23 июля 1429 года король был в Суассоне, где Карл Валуа подписал документ об освобождении жителей Домреми и Грё от налогов на все века, 29 — в Шато-Тьерри. Там произошло весьма загадочное событие. Франция на словах, через послов, договорилась с Бургундией о двухнедельном перемирии. И послы Филиппа намекнули даже, что герцог мог бы предложить королю сдать Париж! Ни один капитан не поверил этому, тем более — Жанна. Стычки между французами и бургундцами продолжались везде, где противостоящие стороны обнаруживали друг друга. Тем не менее это известие тронуло сердце короля и настроило его на пацифистский лад, не без помощи Ла Тремуя.

2 августа армия Карла Валуа вошла в Провен.

Раздраженная политическими интригами, Жанна написала сердечное письмо обеспокоенным жителям Реймса, которые совсем недавно предпочли бургундцам — французов.
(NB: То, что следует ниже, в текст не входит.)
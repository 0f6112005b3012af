//! Configuration settings and validation.

use crate::{Error, Result};
use std::path::PathBuf;

/// Main configuration for the bedrock server.
#[derive(Debug, Clone)]
pub struct Config {
    /// Service title shown on the documentation pages and in the schema.
    pub title: String,

    /// Host address to bind to.
    pub host: String,

    /// Port to listen on.
    pub port: u16,

    /// Allowed CORS origins; `*` allows any origin.
    pub cors_origins: Vec<String>,

    /// Log level (trace, debug, info, warn, error).
    pub log_level: String,

    /// Emit logs as JSON instead of human-readable lines.
    pub log_json: bool,

    /// Directory served byte-for-byte under `/static`.
    pub static_dir: PathBuf,

    /// Markdown file rendered at `/README`.
    pub readme_path: PathBuf,

    /// Expose the Prometheus endpoint at `/metrics`.
    pub metrics_enabled: bool,
}

impl Default for Config {
    fn default() -> Self {
        Self {
            title: "bedrock".to_string(),
            host: "127.0.0.1".to_string(),
            port: 8000,
            cors_origins: vec!["*".to_string()],
            log_level: "info".to_string(),
            log_json: false,
            static_dir: PathBuf::from("./static"),
            readme_path: PathBuf::from("README.md"),
            metrics_enabled: true,
        }
    }
}

impl Config {
    /// Create a new configuration with defaults.
    #[must_use]
    pub fn new() -> Self {
        Self::default()
    }

    /// Validate configuration values.
    ///
    /// # Errors
    ///
    /// Returns an error if any configuration value is invalid.
    pub fn validate(&self) -> Result<()> {
        if self.port == 0 {
            return Err(Error::config("port cannot be 0"));
        }

        let valid_levels = ["trace", "debug", "info", "warn", "error"];
        if !valid_levels.contains(&self.log_level.to_lowercase().as_str()) {
            return Err(Error::config(format!(
                "invalid log level '{}', must be one of: {}",
                self.log_level,
                valid_levels.join(", ")
            )));
        }

        if self.host.is_empty() {
            return Err(Error::config("host cannot be empty"));
        }

        if self.title.is_empty() {
            return Err(Error::config("title cannot be empty"));
        }

        if self.cors_origins.is_empty() {
            return Err(Error::config("cors_origins cannot be empty"));
        }
        for origin in &self.cors_origins {
            if origin != "*" && origin.parse::<axum::http::HeaderValue>().is_err() {
                return Err(Error::config(format!("invalid CORS origin '{origin}'")));
            }
        }

        Ok(())
    }

    /// Whether any origin is allowed.
    #[must_use]
    pub fn allows_any_origin(&self) -> bool {
        self.cors_origins.iter().any(|o| o == "*")
    }

    /// Get the server address as a string.
    #[must_use]
    pub fn server_addr(&self) -> String {
        format!("{}:{}", self.host, self.port)
    }
}

#[cfg(test)]
mod tests {
    use super::*;

    #[test]
    fn test_default_config() {
        let config = Config::default();
        assert_eq!(config.port, 8000);
        assert_eq!(config.host, "127.0.0.1");
        assert_eq!(config.readme_path, PathBuf::from("README.md"));
        assert!(config.metrics_enabled);
        assert!(config.validate().is_ok());
    }

    #[test]
    fn test_config_new() {
        let config = Config::new();
        assert!(config.validate().is_ok());
    }

    #[test]
    fn test_validate_invalid_port() {
        let config = Config {
            port: 0,
            ..Default::default()
        };
        let err = config.validate().unwrap_err();
        assert!(err.to_string().contains("port"));
    }

    #[test]
    fn test_validate_invalid_log_level() {
        let config = Config {
            log_level: "invalid".to_string(),
            ..Default::default()
        };
        let err = config.validate().unwrap_err();
        assert!(err.to_string().contains("log level"));
    }

    #[test]
    fn test_validate_empty_host() {
        let config = Config {
            host: String::new(),
            ..Default::default()
        };
        let err = config.validate().unwrap_err();
        assert!(err.to_string().contains("host"));
    }

    #[test]
    fn test_validate_empty_title() {
        let config = Config {
            title: String::new(),
            ..Default::default()
        };
        let err = config.validate().unwrap_err();
        assert!(err.to_string().contains("title"));
    }

    #[test]
    fn test_validate_invalid_cors_origin() {
        let config = Config {
            cors_origins: vec!["not a header\nvalue".to_string()],
            ..Default::default()
        };
        let err = config.validate().unwrap_err();
        assert!(err.to_string().contains("CORS"));
    }

    #[test]
    fn test_allows_any_origin() {
        let config = Config::default();
        assert!(config.allows_any_origin());

        let config = Config {
            cors_origins: vec!["https://example.com".to_string()],
            ..Default::default()
        };
        assert!(!config.allows_any_origin());
    }

    #[test]
    fn test_server_addr() {
        let config = Config {
            host: "0.0.0.0".to_string(),
            port: 9090,
            ..Default::default()
        };
        assert_eq!(config.server_addr(), "0.0.0.0:9090");
    }

    #[test]
    fn test_all_log_levels_valid() {
        for level in ["trace", "debug", "info", "warn", "error"] {
            let config = Config {
                log_level: level.to_string(),
                ..Default::default()
            };
            assert!(config.validate().is_ok(), "Level '{level}' should be valid");
        }
    }

    #[test]
    fn test_log_level_case_insensitive() {
        for level in ["TRACE", "Debug", "INFO", "Warn", "ERROR"] {
            let config = Config {
                log_level: level.to_string(),
                ..Default::default()
            };
            assert!(
                config.validate().is_ok(),
                "Level '{level}' should be valid (case insensitive)"
            );
        }
    }
}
«Дорогие и хорошие мои друзья, добрые французы города Реймса! Жанна Дева посылает вам новости от нее. Это верно, что король заключил перемирие на пятнадцать дней с герцогом Бургундии. Герцог якобы обещает после перемирия отдать мирно город Париж, но не удивляйтесь, если я буду там раньше! Сколько бы ни было подобных перемирий, я этим очень недовольна и не знаю, буду ли соблюдать их. И если пока я соблюдаю их, то лишь потому, что дорожу честью короля. Обещаю и ручаюсь, что не покину вас, пока жива.

Писано в пятницу, 5 дня августа, неподалеку от Провена, в поле по дороге в Париж».
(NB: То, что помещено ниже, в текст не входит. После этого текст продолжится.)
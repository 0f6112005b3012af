//! Bearer token authentication.
//!
//! Ships a demo token flow a real project replaces with JWT verification:
//! `POST /auth/token` issues the fixed demo token, and the [`CurrentUser`]
//! extractor validates `Authorization: Bearer <token>` on protected routes.

use std::sync::Arc;

use axum::extract::FromRequestParts;
use axum::http::request::Parts;
use axum::http::HeaderMap;
use axum::routing::post;
use axum::{Json, Router};
use serde::{Deserialize, Serialize};
use utoipa::ToSchema;

use super::app::AppState;
use crate::error::ApiError;

/// Token accepted by the demo flow.
const DEMO_TOKEN: &str = "demo-token";

/// Credentials presented to the token endpoint.
#[derive(Debug, Deserialize, ToSchema)]
pub struct TokenRequest {
    pub username: String,
    pub password: String,
}

/// Issued bearer token.
#[derive(Debug, Serialize, ToSchema)]
pub struct TokenResponse {
    pub access_token: String,
    pub token_type: String,
}

/// An authenticated principal.
#[derive(Debug, Clone, Serialize, ToSchema)]
pub struct User {
    pub id: u64,
    pub username: String,
    pub scopes: Vec<String>,
}

/// Authentication routes.
pub fn router() -> Router<Arc<AppState>> {
    Router::new().route("/auth/token", post(issue_token))
}

/// Issue a bearer token.
#[utoipa::path(
    post,
    path = "/auth/token",
    tag = "auth",
    request_body = TokenRequest,
    responses((status = 200, description = "Token issued", body = TokenResponse))
)]
pub(crate) async fn issue_token(Json(body): Json<TokenRequest>) -> Json<TokenResponse> {
    // Demo flow: every credential pair receives the fixed token.
    tracing::info!(target: "bedrock::auth", user = %body.username, "✔ token issued");
    Json(TokenResponse {
        access_token: DEMO_TOKEN.to_string(),
        token_type: "bearer".to_string(),
    })
}

/// Decode a bearer token into a user.
fn decode_token(token: &str) -> Option<User> {
    if token == DEMO_TOKEN {
        return Some(User {
            id: 1,
            username: "demo".to_string(),
            scopes: vec!["read".to_string(), "write".to_string()],
        });
    }
    None
}

/// Extract the bearer token from request headers.
fn extract_bearer(headers: &HeaderMap) -> Option<&str> {
    headers
        .get("authorization")
        .and_then(|v| v.to_str().ok())
        .and_then(|auth| auth.strip_prefix("Bearer "))
}

/// Extractor rejecting requests without a valid bearer token.
#[derive(Debug, Clone)]
pub struct CurrentUser(pub User);

impl<S> FromRequestParts<S> for CurrentUser
where
    S: Send + Sync,
{
    type Rejection = ApiError;

    async fn from_request_parts(parts: &mut Parts, _state: &S) -> Result<Self, Self::Rejection> {
        let user = extract_bearer(&parts.headers)
            .and_then(decode_token)
            .ok_or_else(|| {
                tracing::warn!(target: "bedrock::auth", "✖ token rejected");
                ApiError::unauthorized("Invalid or expired token")
            })?;

        tracing::debug!(target: "bedrock::auth", user = %user.username, "✔ token accepted");
        Ok(Self(user))
    }
}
Жанна искреннее верила, что армия короля идет на столицу, а не просто гуляет по городам Шампани.

Тем не менее все шло как по маслу. Королю доставили ключи от города Лана, хотя армия и не зашла туда. Перед ним склонились Крепи-ан-Валуа и Куломмье. Из Крепи Карл послал герольдов в Компьен, наиболее важный в стратегическом плане город на севере от Парижа, и жители ответили письмом, где заверили короля, что выполнят его волю с большой охотой.
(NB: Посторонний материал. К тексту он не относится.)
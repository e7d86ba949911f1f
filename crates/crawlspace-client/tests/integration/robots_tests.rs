use crawlspace_core::middleware::{RobotsTxtMiddleware, UserAgentMiddleware};
use crawlspace_core::{ParseResult, Run};
use serde_json::json;
use wiremock::matchers::{header, method, path};
use wiremock::{Mock, MockServer, ResponseTemplate};

use crate::integration::common::{
    EventLog, ROBOTS_RULES, engine, mount_page, received, request, robots_server,
};

/// Seed `/test1` whose parse callback schedules `/test2`.
fn robots_run(server: &MockServer, log: std::sync::Arc<EventLog>) -> Run {
    let follow_up = request(server, "/test2");
    let seed = request(server, "/test1")
        .with_parser(move |_| vec![ParseResult::request(follow_up.clone())]);

    Run::builder()
        .seed(seed)
        .middleware_with_options(RobotsTxtMiddleware::new(), json!({"fileName": "robots"}))
        .listener(log)
        .build()
        .unwrap()
}

#[tokio::test]
async fn robots_file_is_crawled_only_once() {
    let server = robots_server("/robots").await;
    let mut engine = engine();

    engine.start(robots_run(&server, EventLog::new())).await.unwrap();

    assert_eq!(received(&server, "/robots").await, 1);
}

#[tokio::test]
async fn allowed_request_is_crawled() {
    let server = robots_server("/robots").await;
    let mut engine = engine();

    engine.start(robots_run(&server, EventLog::new())).await.unwrap();

    assert_eq!(received(&server, "/test1").await, 1);
}

#[tokio::test]
async fn disallowed_request_is_not_crawled() {
    let server = robots_server("/robots").await;
    let mut engine = engine();
    let log = EventLog::new();

    let stats = engine.start(robots_run(&server, log.clone())).await.unwrap();

    assert_eq!(received(&server, "/test2").await, 0);
    assert_eq!(
        log.dropped(),
        vec![("/test2".to_string(), "disallowed by robots.txt".to_string())]
    );
    assert_eq!(stats.requests_dropped, 1);
    assert_eq!(stats.responses_received, 1);
}

#[tokio::test]
async fn every_run_fetches_robots_again() {
    let server = robots_server("/robots").await;
    let mut engine = engine();

    engine.start(robots_run(&server, EventLog::new())).await.unwrap();
    engine.start(robots_run(&server, EventLog::new())).await.unwrap();

    assert_eq!(received(&server, "/robots").await, 2);
    assert_eq!(received(&server, "/test2").await, 0);
}

#[tokio::test]
async fn default_file_name_is_robots_txt() {
    let server = robots_server("/robots.txt").await;
    let mut engine = engine();
    let run = Run::builder()
        .seeds([
            request(&server, "/test1"),
            request(&server, "/test2"),
            request(&server, "/test1?page=2"),
        ])
        .middleware(RobotsTxtMiddleware::new())
        .build()
        .unwrap();

    let stats = engine.start(run).await.unwrap();

    assert_eq!(received(&server, "/robots.txt").await, 1);
    assert_eq!(received(&server, "/test1").await, 2);
    assert_eq!(stats.requests_dropped, 1);
}

#[tokio::test]
async fn missing_robots_file_allows_everything() {
    let server = MockServer::start().await;
    mount_page(&server, "/test2", 200, "ok").await;
    let mut engine = engine();
    let run = Run::builder()
        .seed(request(&server, "/test2"))
        .middleware(RobotsTxtMiddleware::new())
        .build()
        .unwrap();

    engine.start(run).await.unwrap();

    // unmatched routes answer 404
    assert_eq!(received(&server, "/robots.txt").await, 1);
    assert_eq!(received(&server, "/test2").await, 1);
}

#[tokio::test]
async fn failing_robots_file_can_disallow_everything() {
    let server = MockServer::start().await;
    mount_page(&server, "/robots.txt", 500, "").await;
    mount_page(&server, "/test1", 200, "ok").await;
    let mut engine = engine();
    let log = EventLog::new();
    let run = Run::builder()
        .seeds([request(&server, "/test1"), request(&server, "/test1#again")])
        .middleware_with_options(
            RobotsTxtMiddleware::new(),
            json!({"onFetchFailure": "disallowAll"}),
        )
        .listener(log.clone())
        .build()
        .unwrap();

    engine.start(run).await.unwrap();

    assert_eq!(received(&server, "/robots.txt").await, 1);
    assert_eq!(received(&server, "/test1").await, 0);
    assert_eq!(log.dropped().len(), 2);
}

#[tokio::test]
async fn robots_fetch_carries_configured_user_agent() {
    let server = MockServer::start().await;
    Mock::given(method("GET"))
        .and(path("/robots.txt"))
        .and(header("user-agent", "PoliteBot/1.0"))
        .respond_with(ResponseTemplate::new(200).set_body_string(ROBOTS_RULES))
        .expect(1)
        .mount(&server)
        .await;
    mount_page(&server, "/test1", 200, "ok").await;
    let mut engine = engine();
    let run = Run::builder()
        .seed(request(&server, "/test1"))
        .middleware_with_options(UserAgentMiddleware::new(), json!({"userAgent": "PoliteBot/1.0"}))
        .middleware_with_options(RobotsTxtMiddleware::new(), json!({"userAgent": "PoliteBot"}))
        .build()
        .unwrap();

    engine.start(run).await.unwrap();

    assert_eq!(received(&server, "/test1").await, 1);
    server.verify().await;
}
3 августа армия подошла к Бове — и город открыл Жанне и королю ворота. А за несколько часов до этого из противоположных ворот выехала повозка с беженцем епископом Пьером Кошоном, бросившим дом и скарб и устремившимся что было прыти в сторону спасительного Парижа…

Франция слагала о Жанне Освободительнице песни. Не о Карле Седьмом Валуа — об Орлеанской Деве!

Ее подвиг воспела самая известная поэтесса Франции — Кристина Пизанская. Она написала о том, что отныне быть женщиной — великая честь! Потому что когда французский народ был жалок, как бродячий пес, а страна походила на пустыню, Господь выбрал для спасения королевства — женщину!

На Деву, подогреваемые яростью лорда Бедфорда, набросились церковники Парижского университета, называя ее еретичкой и колдуньей, но в защиту Девы выступил известный богослов и писатель Жан Жерсон — бывший хранитель печати Парижского университета, исключенный из корпорации богословов за выступления против английских оккупантов.

Кристине Пизанской вторил другой поэт — Ален Шартье. Он также провозгласил Деву Жанну посланницей Небес, которой Господь повелел поддержать голову сраженной Галлии! И только в ней — истинное величие королевства, а сама она — свет французской лилии и слава не только соотечественников, но всех христиан!

Поэты благодаря своему гению с простодушной искренностью подбрасывали дрова и в без того ярко и горячо полыхающий огонь.

И вот уже иным этот огонь слепил глаза, а жар его — обжигал кожу…

Жанна недоумевала, почему они не идут на Париж? Сейчас — самое время! Она не понимала главного, что была пылающей головней, а ее «любимый король» — остывшей золой. У них оказалось разное состояние души — они не могли понять друг друга по своей природе. И каждый смотрел на другого со своей колокольни.